Laredo displays a steady growth pattern with rolling averages peaking at $76.6 million in FY 2029 Q1, while fluctuations bring it down to a low of $51.7 million in FY 2027 Q3. The tier contributions are well distributed, with the varied presence of Small and Medium projects highlighting a balanced engagement strategy. Looking at actual job counts, Laredo reported a total of 90 Small jobs from FY 2026 Q4 through FY 2029 Q3. The financial allocations further bolstered this, with spending reaching up to $296.9 million at its peak. This combination of moderate job creation and tier diversity underscores a solid foundation amid varied financial projections.
Lubbock's rolling averages exhibit a moderate ebb and flow, cresting at $65 million in FY 2027 Q1 amid a backdrop of smaller project tiers. This highlights a steady, though not aggressive, market approach with a well-rounded tier mix—particularly favoring Large projects, with a contribution of $277.2 million overall. Actual counts illustrate this further, with 183 Small jobs brought into the fold from FY 2026 Q4 through FY 2029 Q3. As spending reached a peak of $334.3 million during FY 2027 Q1, the expenditure versus job count relationship suggests a concentrated focus on engaging Small and Medium jobs to reinforce the district's project landscape.
Lufkin's rolling averages offer a gentle rise, peaking at $35.3 million in FY 2027 Q1, yet revealing mild volatility with lower points noted in subsequent quarters. The tier mix primarily leans on Small projects, contributing $215.5 million and showcasing a strategic focus on less intensive, community-driven projects. In terms of actual job counts, Lufkin amassed a respectable total of 144 Small jobs across the forecast range from FY 2026 Q4 through FY 2029 Q3. At its highest, the district recorded $82 million in FY 2026 Q4, indicating a solid correspondence between job counts and financial allocations throughout the period.

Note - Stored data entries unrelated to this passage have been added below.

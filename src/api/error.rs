use super::response::error_response;
use crate::{error::StoreError, utils::AddressError};
use axum::{http::StatusCode, response::Response};
use serde::Serialize;
use thiserror::Error;

#[derive(Debug, Clone, Copy, PartialEq, Eq, Serialize)]
#[repr(i32)]
pub enum ErrorCode {
    Ok = 0,
    Validation = 1000,
    AddressInvalid = 1001,
    JsonInvalid = 1002,
    AddressNotFound = 2000,
    AddressConflict = 2001,
    Internal = 9000,
    Database = 9001,
    Upstream = 9003,
}

impl ErrorCode {
    pub fn code(self) -> i32 {
        self as i32
    }
    pub fn default_message(self) -> &'static str {
        match self {
            ErrorCode::Ok => "ok",
            ErrorCode::Validation => "validation error",
            ErrorCode::AddressInvalid => "invalid address",
            ErrorCode::JsonInvalid => "invalid json body",
            ErrorCode::AddressNotFound => "address not found",
            ErrorCode::AddressConflict => "address conflict",
            ErrorCode::Internal => "internal error",
            ErrorCode::Database => "database error",
            ErrorCode::Upstream => "lite-server error",
        }
    }
    pub fn status(self) -> StatusCode {
        match self {
            ErrorCode::Ok => StatusCode::OK,
            ErrorCode::Validation
            | ErrorCode::AddressInvalid
            | ErrorCode::JsonInvalid => StatusCode::BAD_REQUEST,
            ErrorCode::AddressNotFound => StatusCode::NOT_FOUND,
            ErrorCode::AddressConflict => StatusCode::CONFLICT,
            ErrorCode::Upstream => StatusCode::BAD_GATEWAY,
            ErrorCode::Internal | ErrorCode::Database => {
                StatusCode::INTERNAL_SERVER_ERROR
            }
        }
    }
}

#[derive(Debug, Error)]
pub enum AppError {
    #[error("validation error: {0}")]
    Validation(String),
    #[error("invalid address: {0}")]
    AddressInvalid(String),
    #[error("invalid json body: {0}")]
    JsonInvalid(String),
    #[error("address not found: {0}")]
    AddressNotFound(String),
    #[error("{0}")]
    AddressConflict(String),
    #[error("database error: {0}")]
    Database(String),
    #[error("lite-server error: {0}")]
    Upstream(String),
    #[error("internal error: {0}")]
    Internal(String),
}

impl AppError {
    pub fn code(&self) -> ErrorCode {
        match self {
            AppError::Validation(_) => ErrorCode::Validation,
            AppError::AddressInvalid(_) => ErrorCode::AddressInvalid,
            AppError::JsonInvalid(_) => ErrorCode::JsonInvalid,
            AppError::AddressNotFound(_) => ErrorCode::AddressNotFound,
            AppError::AddressConflict(_) => ErrorCode::AddressConflict,
            AppError::Database(_) => ErrorCode::Database,
            AppError::Upstream(_) => ErrorCode::Upstream,
            AppError::Internal(_) => ErrorCode::Internal,
        }
    }
    pub fn to_response(&self) -> Response {
        let code = self.code();
        if code.status().is_server_error() {
            tracing::error!(
                code = code.code(),
                error = %self,
                "request failed"
            );
        }
        error_response(code, self.to_string())
    }
}

impl From<StoreError> for AppError {
    fn from(e: StoreError) -> Self {
        match e {
            StoreError::Conflict(msg) => AppError::AddressConflict(msg),
            StoreError::NotFound(msg) => AppError::AddressNotFound(msg),
            StoreError::Database(e) => AppError::Database(e.to_string()),
        }
    }
}

impl From<AddressError> for AppError {
    fn from(e: AddressError) -> Self {
        AppError::AddressInvalid(e.to_string())
    }
}

impl axum::response::IntoResponse for AppError {
    fn into_response(self) -> Response {
        self.to_response()
    }
}

#[cfg(test)]
mod tests {
    use super::*;

    #[test]
    fn test_store_errors_map_to_codes() {
        let conflict: AppError = StoreError::Conflict("dup".into()).into();
        assert_eq!(conflict.code(), ErrorCode::AddressConflict);
        assert_eq!(conflict.code().status(), StatusCode::CONFLICT);

        let db: AppError =
            StoreError::Database(sqlx::Error::PoolTimedOut).into();
        assert_eq!(db.code().status(), StatusCode::INTERNAL_SERVER_ERROR);
        assert_eq!(db.code().code(), 9001);
    }
}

Odessa's rolling averages indicate a modest but steady increase, reaching a smoothed high of approximately $98.2 million. The data reveals a concentrated reliance on TEX-Size projects, suggesting a strategic focus on larger-scale developments. In terms of actual counts, Odessa recorded a peak spending of $341.9 million in FY 2029 Q2, peaking at 144 Small jobs across the forecast window from FY 2026 Q4 through FY 2029 Q3. This suggests a healthy alignment between spend and count, particularly in smaller tier projects, although larger jobs remain minimal in comparison.
Paris exhibits fluctuating engagement reflected in its rolling averages, which peaked at about $94.6 million in FY 2029 Q1. A notable aspect is the dominance of Large projects, indicating a distinctive emphasis on significant undertakings within this district. The actual financial performance further demonstrates volatility, with a peak expenditure of $361.6 million in FY 2028 Q3 amidst a total of 185 Small jobs reported throughout the 12-quarter forecast from FY 2026 Q4 to FY 2029 Q3. This disparity suggests that while larger projects define the overall spend, smaller projects contribute significantly to the employment count.
Pharr's rolling averages reveal an upward trend, peaking at around $144.3 million during FY 2027 Q1, showcasing an elevated cadence particularly influenced by a mix of Medium and TEX-Size projects. This suggests a dynamic market engagement that is gradually intensifying. On the actual count side, Pharr reached a peak of $331.6 million in FY 2029 Q1, propelled by a mix of 286 Small jobs within the forecast time frame from FY 2026 Q4 through FY 2029 Q3. Here, we see a strong emphasis on smaller jobs, reflecting a productive throughput that keeps smaller scales active amidst larger contract concentrations.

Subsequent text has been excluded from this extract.